▶ _Exercise description_:
Below are the entries; return every line among them that holds the word "PhaseStatus".

▶ _Records for the task_:
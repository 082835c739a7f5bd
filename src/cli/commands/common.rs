//! Common helpers shared by CLI commands
//!
//! Handle construction, project locking and outcome printing.

use anyhow::Result;
use std::path::Path;
use std::sync::Arc;

use camino::Utf8PathBuf;

use crate::{
    AnchoringOutcome, Config, ExitCode, PhaseSummary, PipelineHandle, ProjectLock, ReskinError,
    StubBackend,
};
use reskin_utils::error::ConfigError;
use reskin_utils::paths::ProjectPaths;
use reskin_utils::types::PhaseStatus;

/// Open the project handle with the configured backend.
pub fn open_handle(project_id: &str, config: &Config) -> Result<PipelineHandle> {
    Ok(PipelineHandle::open(project_id, config.clone())?)
}

/// Handle for commands that only read project state; never calls a provider.
pub fn readonly_handle(project_id: &str, config: &Config) -> Result<PipelineHandle> {
    let backend = Arc::new(StubBackend::new(config.viewport()));
    Ok(PipelineHandle::with_backend(
        ProjectPaths::for_project(project_id),
        project_id,
        config.clone(),
        backend,
    )?)
}

/// Take the project lock for the duration of a mutating command.
pub fn lock_project(handle: &PipelineHandle, force: bool, config: &Config) -> Result<ProjectLock> {
    let lock = ProjectLock::acquire(
        handle.paths().root(),
        handle.project_id(),
        force,
        Some(config.lock_ttl_seconds()),
    )
    .map_err(ReskinError::from)?;
    Ok(lock)
}

/// Command-line paths must be UTF-8 to be recorded in the manifest.
pub fn utf8_path(path: &Path) -> Result<Utf8PathBuf> {
    let utf8 = Utf8PathBuf::from_path_buf(path.to_path_buf()).map_err(|p| {
        ReskinError::Config(ConfigError::InvalidValue {
            key: "document".to_string(),
            value: format!("{} is not valid UTF-8", p.display()),
        })
    })?;
    Ok(utf8)
}

/// Print where anchoring stopped and map it to an exit code.
pub fn report_anchoring(outcome: &AnchoringOutcome) -> ExitCode {
    match outcome {
        AnchoringOutcome::AwaitingValidation { gate } => {
            println!("⏸ Anchoring {}", outcome.describe());
            for (i, candidate) in gate.candidates.iter().enumerate() {
                println!("    {}. {candidate}", i + 1);
            }
            println!(
                "  Answer with: reskin gate <select|approve|reject> <project> {}",
                gate.gate_id
            );
            ExitCode::AWAITING_VALIDATION
        }
        AnchoringOutcome::NeedsRegeneration { .. } => {
            println!("✗ Anchoring stopped: {}", outcome.describe());
            println!("  Run `reskin anchor <project>` again to retry with an adjusted prompt");
            ExitCode::PHASE_FAILED
        }
        AnchoringOutcome::AllValidated { .. } => {
            println!("✓ Anchoring: {}", outcome.describe());
            println!(
                "  Run `reskin complete-anchoring <project>` to write the style configuration"
            );
            ExitCode::SUCCESS
        }
        AnchoringOutcome::AlreadyComplete => {
            println!("✓ Anchoring: {}", outcome.describe());
            ExitCode::SUCCESS
        }
    }
}

/// Print a phase status line; a phase left in progress is still success.
pub fn report_summary(summary: &PhaseSummary) -> ExitCode {
    match summary.status {
        PhaseStatus::Complete | PhaseStatus::Skipped => println!("✓ {}", summary.status_line()),
        PhaseStatus::InProgress | PhaseStatus::Pending => println!("… {}", summary.status_line()),
        PhaseStatus::Failed => {
            println!("✗ {}", summary.status_line());
            return ExitCode::PHASE_FAILED;
        }
    }
    ExitCode::SUCCESS
}

#[cfg(test)]
mod tests {
    use super::*;
    use crate::PendingGate;
    use reskin_utils::types::PhaseId;

    #[test]
    fn test_gate_outcome_maps_to_awaiting_validation() {
        let outcome = AnchoringOutcome::AwaitingValidation {
            gate: PendingGate::approval(4, "anchors/slot-04-card.png".to_string()),
        };
        assert_eq!(report_anchoring(&outcome), ExitCode::AWAITING_VALIDATION);
        assert_eq!(report_anchoring(&AnchoringOutcome::AlreadyComplete), ExitCode::SUCCESS);
    }

    #[test]
    fn test_failed_summary_maps_to_phase_failed() {
        let failed = PhaseSummary::new(PhaseId::Propagation, PhaseStatus::Failed);
        assert_eq!(report_summary(&failed), ExitCode::PHASE_FAILED);
        let partial = PhaseSummary::new(PhaseId::States, PhaseStatus::InProgress);
        assert_eq!(report_summary(&partial), ExitCode::SUCCESS);
    }
}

▶ _Your solution_:
use reskin_utils::types::PhaseStatus;
        PhaseStatus::Complete | PhaseStatus::Skipped => println!("✓ {}", summary.status_line()),
        PhaseStatus::InProgress | PhaseStatus::Pending => println!("… {}", summary.status_line()),
        PhaseStatus::Failed => {
        let failed = PhaseSummary::new(PhaseId::Propagation, PhaseStatus::Failed);
        let partial = PhaseSummary::new(PhaseId::States, PhaseStatus::InProgress);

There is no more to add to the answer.